Segundo o relatório, são 36 decisões a serem tomadas nos primeiros cem dias de governo. De saída, conforme os técnicos do Planejamento, o presidente terá de proibir que os Ministérios reajustem índices e tabelas que representem mais despesas, o que tem sido feito por meio de portarias, que não passam pelo crivo do Congresso.
Também nos primeiros dias, o novo governo terá de enviar ao Congresso um pedido de crédito extraordinário, da ordem de R$ 285 bilhões, para cobrir gastos com a Previdência e pagar despesas correntes sem violar a chamada “regra de ouro” – que impede o governo de contrair dívidas para manter a máquina pública em funcionamento. Se ignorar a “regra de ouro”, o presidente pode ser acusado de crime de responsabilidade.
Além disso, o documento avisa que será necessário rever despesas e renúncias fiscais até o final de março, com o objetivo de cumprir o estabelecido pela Lei de Diretrizes Orçamentárias.
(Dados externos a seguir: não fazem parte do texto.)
//! Vector math for 3D rendering
//! Thin helpers over glam's value types

pub use glam::{Mat4, Vec2, Vec3, Vec4};

/// Scalar linear interpolation (t outside [0, 1] extrapolates)
#[inline]
pub fn lerp(a: f32, b: f32, t: f32) -> f32 {
    a + (b - a) * t
}

/// Map normalized device coordinates to raster space.
/// x: [-1, 1] -> [0, width], y: [-1, 1] -> [height, 0] (row 0 is the top).
/// z passes through unchanged.
#[inline]
pub fn ndc_to_viewport(ndc: Vec3, width: usize, height: usize) -> Vec3 {
    Vec3::new(
        (ndc.x + 1.0) * 0.5 * width as f32,
        (1.0 - ndc.y) * 0.5 * height as f32,
        ndc.z,
    )
}

/// Unnormalized face normal of three points (right-handed cross product)
#[inline]
pub fn face_normal(p0: Vec3, p1: Vec3, p2: Vec3) -> Vec3 {
    (p1 - p0).cross(p2 - p0)
}

/// Twice the signed area of a triangle projected on the XY plane
#[inline]
pub fn signed_area(p0: Vec3, p1: Vec3, p2: Vec3) -> f32 {
    (p1.x - p0.x) * (p2.y - p0.y) - (p1.y - p0.y) * (p2.x - p0.x)
}

/// Right-handed perspective projection, depth mapped to [-1, 1] so the
/// near and far planes land on the `-w <= z <= w` clip cube.
/// `fov_y` is in radians.
pub fn perspective(fov_y: f32, aspect: f32, near: f32, far: f32) -> Mat4 {
    Mat4::perspective_rh_gl(fov_y, aspect, near, far)
}

/// Right-handed look-at view matrix
pub fn look_at(eye: Vec3, target: Vec3, up: Vec3) -> Mat4 {
    Mat4::look_at_rh(eye, target, up)
}

/// Forward direction from yaw and pitch (radians). Yaw 0 looks down -Z.
pub fn direction_from_angles(yaw: f32, pitch: f32) -> Vec3 {
    let (sy, cy) = yaw.sin_cos();
    let (sp, cp) = pitch.sin_cos();
    Vec3::new(sy * cp, sp, -cy * cp).normalize()
}

#[cfg(test)]
mod tests {
    use super::*;

    #[test]
    fn test_lerp_endpoints_and_extrapolation() {
        assert_eq!(lerp(2.0, 6.0, 0.0), 2.0);
        assert_eq!(lerp(2.0, 6.0, 1.0), 6.0);
        assert!((lerp(2.0, 6.0, 1.5) - 8.0).abs() < 0.001);
        assert!((lerp(2.0, 6.0, -0.5) - 0.0).abs() < 0.001);
    }

    #[test]
    fn test_viewport_flips_y() {
        let top_left = ndc_to_viewport(Vec3::new(-1.0, 1.0, 0.25), 800, 600);
        assert!((top_left.x - 0.0).abs() < 0.001);
        assert!((top_left.y - 0.0).abs() < 0.001);
        assert!((top_left.z - 0.25).abs() < 0.001);

        let bottom_right = ndc_to_viewport(Vec3::new(1.0, -1.0, 0.0), 800, 600);
        assert!((bottom_right.x - 800.0).abs() < 0.001);
        assert!((bottom_right.y - 600.0).abs() < 0.001);
    }

    #[test]
    fn test_signed_area_sign() {
        let a = Vec3::new(0.0, 0.0, 0.0);
        let b = Vec3::new(1.0, 0.0, 0.0);
        let c = Vec3::new(0.0, 1.0, 0.0);
        assert!((signed_area(a, b, c) - 1.0).abs() < 0.001);
        assert!((signed_area(a, c, b) + 1.0).abs() < 0.001);
        assert!((face_normal(a, b, c).z - 1.0).abs() < 0.001);
    }

    #[test]
    fn test_perspective_maps_near_and_far() {
        let proj = perspective(60f32.to_radians(), 1.0, 0.1, 100.0);
        let near = proj * Vec4::new(0.0, 0.0, -0.1, 1.0);
        let far = proj * Vec4::new(0.0, 0.0, -100.0, 1.0);
        assert!((near.z / near.w + 1.0).abs() < 0.001);
        assert!((far.z / far.w - 1.0).abs() < 0.001);

        // Halfway to the near plane is outside the cube
        let too_near = proj * Vec4::new(0.0, 0.0, -0.05, 1.0);
        assert!(too_near.z < -too_near.w);
    }

    #[test]
    fn test_direction_default_looks_down_negative_z() {
        let d = direction_from_angles(0.0, 0.0);
        assert!((d.z + 1.0).abs() < 0.001);
    }
}
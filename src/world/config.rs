//! Render configuration, stored as RON

use std::fs;
use std::path::{Path, PathBuf};

use glam::Vec3;
use serde::{Deserialize, Serialize};

use crate::error::{RenderError, RenderResult};
use crate::rasterizer::{Color, ImageProp, RasterSettings};

#[derive(Debug, Clone, PartialEq, Serialize, Deserialize)]
#[serde(default)]
pub struct CameraConfig {
    pub position: Vec3,
    /// Degrees
    pub yaw: f32,
    /// Degrees
    pub pitch: f32,
    pub fov_deg: f32,
    pub near: f32,
    pub far: f32,
    /// World units per second
    pub move_speed: f32,
    /// Radians per pixel of mouse travel
    pub rotate_speed: f32,
}

impl Default for CameraConfig {
    fn default() -> Self {
        Self {
            position: Vec3::new(0.0, 0.0, 5.0),
            yaw: 0.0,
            pitch: 0.0,
            fov_deg: 60.0,
            near: 0.1,
            far: 100.0,
            move_speed: 3.0,
            rotate_speed: 0.005,
        }
    }
}

/// Largest width or height a window texture can take
pub const MAX_DIMENSION: usize = u16::MAX as usize;

#[derive(Debug, Clone, PartialEq, Serialize, Deserialize)]
#[serde(default)]
pub struct RenderConfig {
    pub width: usize,
    pub height: usize,
    pub raster: RasterSettings,
    pub swapchain_buffers: usize,
    pub clear_color: Color,
    pub camera: CameraConfig,
    /// OBJ file to draw; the built-in cube when unset
    pub mesh: Option<PathBuf>,
    /// Model rotation, radians per second
    pub spin_speed: f32,
}

impl Default for RenderConfig {
    fn default() -> Self {
        Self {
            width: 640,
            height: 480,
            raster: RasterSettings::default(),
            swapchain_buffers: 2,
            clear_color: Color::new(20, 22, 30),
            camera: CameraConfig::default(),
            mesh: None,
            spin_speed: 0.8,
        }
    }
}

impl RenderConfig {
    pub fn prop(&self) -> ImageProp {
        ImageProp::new(self.width, self.height)
    }

    pub fn aspect(&self) -> f32 {
        self.width as f32 / self.height.max(1) as f32
    }

    /// Reject settings the renderer cannot start with
    pub fn validate(&self) -> RenderResult<()> {
        let in_range = |d: usize| (1..=MAX_DIMENSION).contains(&d);
        if !in_range(self.width) || !in_range(self.height) {
            return Err(RenderError::InvalidDimensions {
                width: self.width,
                height: self.height,
            });
        }
        if self.swapchain_buffers == 0 {
            return Err(RenderError::EmptySwapchain);
        }
        if self.raster.threads == Some(0) {
            return Err(RenderError::ThreadPool(
                "raster 'threads' must be >= 1 when set".to_string(),
            ));
        }
        Ok(())
    }
}

/// Load a config from a RON file
pub fn load_config<P: AsRef<Path>>(path: P) -> RenderResult<RenderConfig> {
    let path = path.as_ref();
    let contents = fs::read_to_string(path).map_err(|e| RenderError::io(path, e))?;
    load_config_from_str(&contents)
}

/// Load a config from a RON string
pub fn load_config_from_str(s: &str) -> RenderResult<RenderConfig> {
    let config: RenderConfig = ron::from_str(s)?;
    config.validate()?;
    Ok(config)
}

pub fn save_config<P: AsRef<Path>>(config: &RenderConfig, path: P) -> RenderResult<()> {
    let path = path.as_ref();
    fs::write(path, config_to_string(config)?).map_err(|e| RenderError::io(path, e))
}

pub fn config_to_string(config: &RenderConfig) -> RenderResult<String> {
    let pretty = ron::ser::PrettyConfig::new()
        .depth_limit(4)
        .indentor("  ".to_string());
    Ok(ron::ser::to_string_pretty(config, pretty)?)
}
//! Error types for CSV ingestion.

use std::path::PathBuf;
use thiserror::Error;

/// Errors that can occur while loading routine records.
#[derive(Debug, Error)]
pub enum IngestError {
    /// Failed to open the input file.
    #[error("failed to open {}: {source}", .path.display())]
    FileOpen {
        path: PathBuf,
        #[source]
        source: std::io::Error,
    },

    /// Input has no header row.
    #[error("CSV file is empty: {}", .path.display())]
    EmptyInput { path: PathBuf },

    /// Header row could not be read.
    #[error("failed to read header of {}: {message}", .path.display())]
    Header { path: PathBuf, message: String },

    /// A data row could not be decoded into a record.
    #[error("failed to decode {} at line {line}: {message}", .path.display())]
    Decode {
        path: PathBuf,
        line: u64,
        message: String,
    },
}

/// Result type for ingestion operations.
pub type Result<T> = std::result::Result<T, IngestError>;
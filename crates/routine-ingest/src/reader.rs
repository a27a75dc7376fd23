//! CSV reader producing [`FlatRecord`] rows.

use std::fs::File;
use std::io::Read;
use std::path::Path;

use csv::ReaderBuilder;
use routine_model::FlatRecord;
use tracing::{debug, warn};

use crate::error::{IngestError, Result};
use crate::header::inspect_header;

/// Read every row of a CSV file.
///
/// # Errors
///
/// Fails if the file cannot be opened, has no header row, names a known
/// column twice, or contains a row that cannot be decoded (wrong field
/// count, invalid boolean cell).
pub fn read_records(path: &Path) -> Result<Vec<FlatRecord>> {
    let file = File::open(path).map_err(|source| IngestError::FileOpen {
        path: path.to_path_buf(),
        source,
    })?;
    read_records_from(file, path)
}

/// Read every row from an arbitrary reader.
///
/// `source` only labels errors and log events.
pub fn read_records_from<R: Read>(input: R, source: &Path) -> Result<Vec<FlatRecord>> {
    let mut reader = ReaderBuilder::new().has_headers(true).from_reader(input);

    let headers = reader
        .headers()
        .map_err(|error| IngestError::Header {
            path: source.to_path_buf(),
            message: error.to_string(),
        })?
        .clone();
    if headers.is_empty() {
        return Err(IngestError::EmptyInput {
            path: source.to_path_buf(),
        });
    }

    let report = inspect_header(&headers);
    if !report.duplicates.is_empty() {
        return Err(IngestError::Header {
            path: source.to_path_buf(),
            message: format!("duplicate columns: {}", report.duplicates.join(", ")),
        });
    }
    if !report.has_known_columns() {
        warn!(
            source = %source.display(),
            "header names none of the expected columns; every row will decode to empty values"
        );
    }
    if !report.unknown.is_empty() {
        warn!(
            source = %source.display(),
            columns = ?report.unknown,
            "ignoring unknown columns"
        );
    }
    if !report.missing.is_empty() {
        debug!(
            source = %source.display(),
            columns = ?report.missing,
            "columns absent from header default to empty"
        );
    }

    let mut records = Vec::new();
    for (index, row) in reader.deserialize::<FlatRecord>().enumerate() {
        let record = row.map_err(|error| IngestError::Decode {
            path: source.to_path_buf(),
            // Header occupies line 1.
            line: error
                .position()
                .map_or(index as u64 + 2, csv::Position::line),
            message: error.to_string(),
        })?;
        records.push(record);
    }

    debug!(
        source = %source.display(),
        record_count = records.len(),
        "decoded records"
    );
    Ok(records)
}
//! CLI argument definitions for the routine converter.

use std::path::PathBuf;

use clap::{Parser, ValueEnum};
use clap_verbosity_flag::{Verbosity, WarnLevel};
use colorchoice_clap::Color;

#[derive(Parser)]
#[command(
    name = "csvtojson",
    version,
    about = "Convert flat skincare routine CSV into nested routine JSON",
    long_about = "Convert a flat CSV (one row per person per data source) into a JSON \
                  document with one routine per person.\n\n\
                  Each routine lists its distinct source links, its distinct ingredient \
                  flags, and ordered Morning and Evening product steps."
)]
pub struct Cli {
    /// CSV file to read.
    #[arg(value_name = "INPUT")]
    pub input: PathBuf,

    /// JSON file to write (replaced if it exists).
    #[arg(value_name = "OUTPUT")]
    pub output: PathBuf,

    /// Drop empty ingredient names instead of keeping them as "".
    ///
    /// By default an empty ingredient cell becomes `[""]`, matching the
    /// historical output. With this flag it becomes `[]`, and empty pieces
    /// such as the middle of "Water,,Oil" are removed.
    #[arg(long = "drop-empty-ingredients")]
    pub drop_empty_ingredients: bool,

    /// Read and aggregate, but do not write the output file.
    #[arg(long = "dry-run")]
    pub dry_run: bool,

    /// Do not print the summary table.
    #[arg(long = "no-summary")]
    pub no_summary: bool,

    /// Adjust log verbosity (-v for info, -vv for debug, -q for errors only).
    #[command(flatten)]
    pub verbosity: Verbosity<WarnLevel>,

    /// Control ANSI color output (auto, always, never).
    #[command(flatten)]
    pub color: Color,

    /// Explicit log level (overrides -v/-q flags).
    #[arg(long = "log-level", value_enum)]
    pub log_level: Option<LogLevelArg>,

    /// Log output format (pretty for human, json for machine parsing).
    #[arg(long = "log-format", value_enum, default_value = "pretty")]
    pub log_format: LogFormatArg,

    /// Write logs to a file instead of stderr.
    #[arg(long = "log-file", value_name = "PATH")]
    pub log_file: Option<PathBuf>,

    /// Include person identifiers in trace logs.
    #[arg(long = "log-data")]
    pub log_data: bool,

    /// Prefix each log event with a timestamp.
    #[arg(long = "log-timestamps")]
    pub log_timestamps: bool,

    /// Include the emitting module path in log events.
    #[arg(long = "log-target")]
    pub log_target: bool,
}

/// CLI log level choices.
#[derive(Clone, Copy, ValueEnum)]
pub enum LogLevelArg {
    Error,
    Warn,
    Info,
    Debug,
    Trace,
}

/// CLI log format choices.
#[derive(Clone, Copy, ValueEnum)]
pub enum LogFormatArg {
    Pretty,
    Compact,
    Json,
}
//! Data model for the routine converter.
//!
//! [`FlatRecord`] is one CSV row: a single data source's contribution to a
//! person's morning and/or evening routine. [`Entries`] is the nested
//! document produced from those rows, one [`Routine`] per person.

pub mod error;
pub mod flag;
pub mod record;
pub mod routine;

pub use error::ParseFlagError;
pub use flag::Flag;
pub use record::{FlatRecord, ProductFields, parse_text_bool};
pub use routine::{Entries, Period, Product, Routine, Steps};
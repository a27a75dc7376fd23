use crate::options::EmptyIngredients;

/// Split a comma-delimited ingredient cell into trimmed names.
///
/// With [`EmptyIngredients::Preserve`] every piece is kept, including empty
/// ones: `""` yields `[""]`.
pub fn split_ingredients(raw: &str, mode: EmptyIngredients) -> Vec<String> {
    raw.split(',')
        .map(str::trim)
        .filter(|name| mode == EmptyIngredients::Preserve || !name.is_empty())
        .map(str::to_string)
        .collect()
}
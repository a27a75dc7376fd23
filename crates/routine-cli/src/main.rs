//! Routine CSV to JSON converter CLI.

use clap::error::ErrorKind;
use clap::{ColorChoice, Parser};
use routine_cli::commands::{ConvertRequest, run_convert};
use routine_cli::logging::{LogConfig, LogFormat, init_logging};
use routine_transform::{AggregateOptions, EmptyIngredients};
use std::io::{self, IsTerminal};
use tracing::level_filters::LevelFilter;

mod cli;
mod summary;

use crate::cli::{Cli, LogFormatArg, LogLevelArg};
use crate::summary::print_summary;

fn main() {
    let cli = match Cli::try_parse() {
        Ok(cli) => cli,
        Err(error) => match error.kind() {
            ErrorKind::DisplayHelp | ErrorKind::DisplayVersion => error.exit(),
            _ => {
                // Usage errors go to stdout with status 1.
                print!("{error}");
                std::process::exit(1);
            }
        },
    };
    cli.color.write_global();
    let log_config = log_config_from_cli(&cli);
    if let Err(error) = init_logging(&log_config) {
        eprintln!("error: failed to initialize logging: {error}");
        std::process::exit(1);
    }

    let request = ConvertRequest::new(&cli.input, &cli.output)
        .with_options(aggregate_options_from_cli(&cli))
        .with_dry_run(cli.dry_run);
    let exit_code = match run_convert(&request) {
        Ok(result) => {
            if !cli.no_summary {
                print_summary(&result);
            }
            0
        }
        Err(error) => {
            eprintln!("error: {error:#}");
            1
        }
    };
    std::process::exit(exit_code);
}

fn aggregate_options_from_cli(cli: &Cli) -> AggregateOptions {
    let mode = if cli.drop_empty_ingredients {
        EmptyIngredients::Drop
    } else {
        EmptyIngredients::Preserve
    };
    AggregateOptions::literal().with_empty_ingredients(mode)
}

/// Build logging configuration from CLI flags with consistent precedence.
fn log_config_from_cli(cli: &Cli) -> LogConfig {
    let mut config = LogConfig {
        level_filter: cli.verbosity.tracing_level_filter(),
        ..LogConfig::default()
    };
    config.use_env_filter = !(cli.verbosity.is_present() || cli.log_level.is_some());
    if let Some(level) = cli.log_level {
        config.level_filter = match level {
            LogLevelArg::Error => LevelFilter::ERROR,
            LogLevelArg::Warn => LevelFilter::WARN,
            LogLevelArg::Info => LevelFilter::INFO,
            LogLevelArg::Debug => LevelFilter::DEBUG,
            LogLevelArg::Trace => LevelFilter::TRACE,
        };
    }
    config.format = match cli.log_format {
        LogFormatArg::Pretty => LogFormat::Pretty,
        LogFormatArg::Compact => LogFormat::Compact,
        LogFormatArg::Json => LogFormat::Json,
    };
    config.log_file = cli.log_file.clone();
    config.log_data = cli.log_data;
    config.with_timestamps = cli.log_timestamps;
    config.with_target = cli.log_target;
    config.with_ansi = match cli.color.color {
        ColorChoice::Always => true,
        ColorChoice::Never => false,
        ColorChoice::Auto => cli.log_file.is_none() && io::stderr().is_terminal(),
    };
    config
}
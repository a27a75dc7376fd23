//! Grouping of flat records into one routine per person.

use std::collections::hash_map::Entry;
use std::collections::{BTreeSet, HashMap};

use routine_model::{Entries, Flag, FlatRecord, Period, Product, Routine, Steps};
use tracing::{debug, info, trace};

use crate::ingredients::split_ingredients;
use crate::options::AggregateOptions;
use crate::sources::SourceSet;

/// In-progress routine for one person.
#[derive(Debug, Default)]
struct RoutineBuilder {
    title: String,
    sources: SourceSet,
    flags: BTreeSet<Flag>,
    steps: Steps,
}

impl RoutineBuilder {
    fn build(self) -> Routine {
        Routine {
            title: self.title,
            sources: self.sources.into_vec(),
            flags: self.flags.into_iter().collect(),
            steps: self.steps,
        }
    }
}

/// Accumulates flat records into per-person routines.
///
/// Routines come out in the order their person was first seen. Routine flags
/// are emitted in check order and sources in first-seen order; product lists
/// keep input order.
#[derive(Debug, Default)]
pub struct RoutineAggregator {
    options: AggregateOptions,
    index: HashMap<String, usize>,
    builders: Vec<RoutineBuilder>,
    records_seen: usize,
}

impl RoutineAggregator {
    pub fn new(options: AggregateOptions) -> Self {
        Self {
            options,
            ..Self::default()
        }
    }

    /// Fold one record into its person's routine.
    pub fn push(&mut self, record: &FlatRecord) {
        let record_index = self.records_seen;
        self.records_seen += 1;

        let slot = match self.index.entry(record.person.clone()) {
            Entry::Occupied(entry) => *entry.get(),
            Entry::Vacant(entry) => {
                debug!(record_index, "new person");
                self.builders.push(RoutineBuilder::default());
                *entry.insert(self.builders.len() - 1)
            }
        };
        let builder = &mut self.builders[slot];
        builder.title.clone_from(&record.person);

        for period in Period::ALL {
            let link = record.source_link(period);
            if !link.is_empty() {
                builder.sources.insert(link);
            }
        }

        let flags = record.flags();
        builder.flags.extend(flags.iter().copied());

        for period in Period::ALL {
            let fields = record.product_fields(period);
            if fields.name.is_empty() {
                continue;
            }
            let product = Product {
                name: fields.name.to_string(),
                link: fields.link.to_string(),
                kind: fields.kind.to_string(),
                ingredients: split_ingredients(fields.ingredients, self.options.empty_ingredients),
                flags: flags.clone(),
            };
            trace!(
                record_index,
                period = %period,
                ingredient_count = product.ingredients.len(),
                "append product"
            );
            builder.steps.push(period, product);
        }
    }

    /// Number of distinct persons seen so far.
    pub fn len(&self) -> usize {
        self.builders.len()
    }

    pub fn is_empty(&self) -> bool {
        self.builders.is_empty()
    }

    /// Number of records pushed so far.
    pub fn records_seen(&self) -> usize {
        self.records_seen
    }

    /// Materialize the collected routines.
    pub fn finish(self) -> Entries {
        let entries = Entries {
            routines: self
                .builders
                .into_iter()
                .map(RoutineBuilder::build)
                .collect(),
        };
        info!(
            record_count = self.records_seen,
            routine_count = entries.len(),
            product_count = entries.product_count(),
            "aggregation complete"
        );
        entries
    }
}

impl<'a> Extend<&'a FlatRecord> for RoutineAggregator {
    fn extend<I: IntoIterator<Item = &'a FlatRecord>>(&mut self, records: I) {
        for record in records {
            self.push(record);
        }
    }
}

/// Aggregate a full batch of records in one pass.
pub fn aggregate_routines(records: &[FlatRecord], options: &AggregateOptions) -> Entries {
    let mut aggregator = RoutineAggregator::new(*options);
    aggregator.extend(records);
    aggregator.finish()
}
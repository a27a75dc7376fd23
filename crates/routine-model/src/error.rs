use thiserror::Error;

/// Returned when a string is not one of the single-letter flag codes.
#[derive(Debug, Clone, PartialEq, Eq, Error)]
#[error("unknown flag code '{code}' (expected one of A, S, B, C, E, P)")]
pub struct ParseFlagError {
    pub code: String,
}
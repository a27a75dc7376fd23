//! Categorical ingredient flags.
//!
//! Each CSV row carries six boolean columns. A set column maps to one
//! single-letter flag code in the output document.

use serde::{Deserialize, Serialize};
use std::fmt;
use std::str::FromStr;

use crate::error::ParseFlagError;

/// Ingredient flag attached to products and routines.
///
/// Variant order is the check order used when deriving product flags
/// (A, S, B, C, E, P), and `Ord` follows it.
#[derive(Debug, Clone, Copy, PartialEq, Eq, PartialOrd, Ord, Hash, Serialize, Deserialize)]
#[serde(try_from = "String", into = "&'static str")]
pub enum Flag {
    /// Contains alcohol.
    Alcohol,
    /// Contains sodium lauryl sulfate.
    Sls,
    /// Contains a vitamin B derivative.
    VitaminB,
    /// Contains a vitamin C derivative.
    VitaminC,
    /// Chemical or physical exfoliant.
    Exfoliant,
    /// Contains perfume or fragrance.
    Perfume,
}

impl Flag {
    /// All flags in check order.
    pub const ALL: [Flag; 6] = [
        Flag::Alcohol,
        Flag::Sls,
        Flag::VitaminB,
        Flag::VitaminC,
        Flag::Exfoliant,
        Flag::Perfume,
    ];

    /// Single-letter code written to the output document.
    pub fn code(&self) -> &'static str {
        match self {
            Flag::Alcohol => "A",
            Flag::Sls => "S",
            Flag::VitaminB => "B",
            Flag::VitaminC => "C",
            Flag::Exfoliant => "E",
            Flag::Perfume => "P",
        }
    }
}

impl fmt::Display for Flag {
    fn fmt(&self, f: &mut fmt::Formatter<'_>) -> fmt::Result {
        f.write_str(self.code())
    }
}

impl FromStr for Flag {
    type Err = ParseFlagError;

    fn from_str(s: &str) -> Result<Self, Self::Err> {
        Flag::ALL
            .into_iter()
            .find(|flag| flag.code() == s)
            .ok_or_else(|| ParseFlagError {
                code: s.to_string(),
            })
    }
}

impl TryFrom<String> for Flag {
    type Error = ParseFlagError;

    fn try_from(code: String) -> Result<Self, Self::Error> {
        code.parse()
    }
}

impl From<Flag> for &'static str {
    fn from(flag: Flag) -> Self {
        flag.code()
    }
}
Um dos pontos mais importantes dessa revisão diz respeito ao reajuste salarial dos servidores públicos, que terá de ser adiado para 2020, segundo o estudo do Planejamento.
O documento informa também que o presidente eleito terá de reduzir o número de funcionários dos Correios e da Infraero, estatal que administra aeroportos, além de promover mudanças no programa Minha Casa, Minha Vida, reduzindo o subsídio da União por unidade habitacional.
“Os pontos de alerta são aquilo que têm data de vencimento. São as questões que já estão endereçadas e requerem do governo eleito uma tomada de decisão já no primeiro trimestre de 2019”, explicou o secretário executivo do Planejamento, Gleisson Rubin. “O objetivo é demonstrar um diagnóstico da situação e sugestões”, afirmou o ministro do Planejamento, Esteves Colnago. Diante do quadro crítico das contas públicas – os gastos obrigatórios, mantidas as atuais condições, deverão chegar a 98% do total de despesas do governo em 2021 –, não parece haver muita margem para tergiversações.
Por isso, é digna de destaque a publicidade dada ao documento do Planejamento, atitude que está em linha com a total transparência adotada pelos técnicos do atual governo para iluminar o quadro geral da administração para o próximo presidente.
Infelizmente, há candidaturas que não reconhecem tal esforço, malgrado seu evidente espírito republicano. “O governo todo está aparelhado. Os números que saem do governo não são confiáveis. O PT aparelhou desde o faxineiro até o presidente da República”, declarou o general da reserva Augusto Heleno, que participa da formulação do programa do candidato Jair Bolsonaro (PSL), atual líder das pesquisas de intenção de voto. Por esse motivo, disse o general ao Valor, “a esta altura qualquer plano de governo é farsa”. É fato que parte substancial da máquina governamental continua aparelhada pelo PT. Mas também é verdade que as contas públicas nacionais são bastante confiáveis e, por estarem sujeitas a regras claras, situam-se no nível de credibilidade das contas dos países-membros da OCDE. Com suas declarações, os líderes da campanha de Bolsonaro pretenderam dar uma espécie de escusa preventiva para os eventuais – e quase certos – problemas que um governo do PSL, bem como qualquer outro, enfrentaria logo nos primeiros dias.
No entanto, a disposição da atual gestão de entregar ao próximo presidente os dados necessários para que ele saiba exatamente onde está pisando desmoraliza qualquer tentativa de alegar ignorância ou desconhecimento sobre a real situação do País. Aqueles que fizeram a seu eleitor delirantes promessas de prosperidade instantânea e sem esforço, contrariando todas as evidências, terão de encontrar uma desculpa melhor.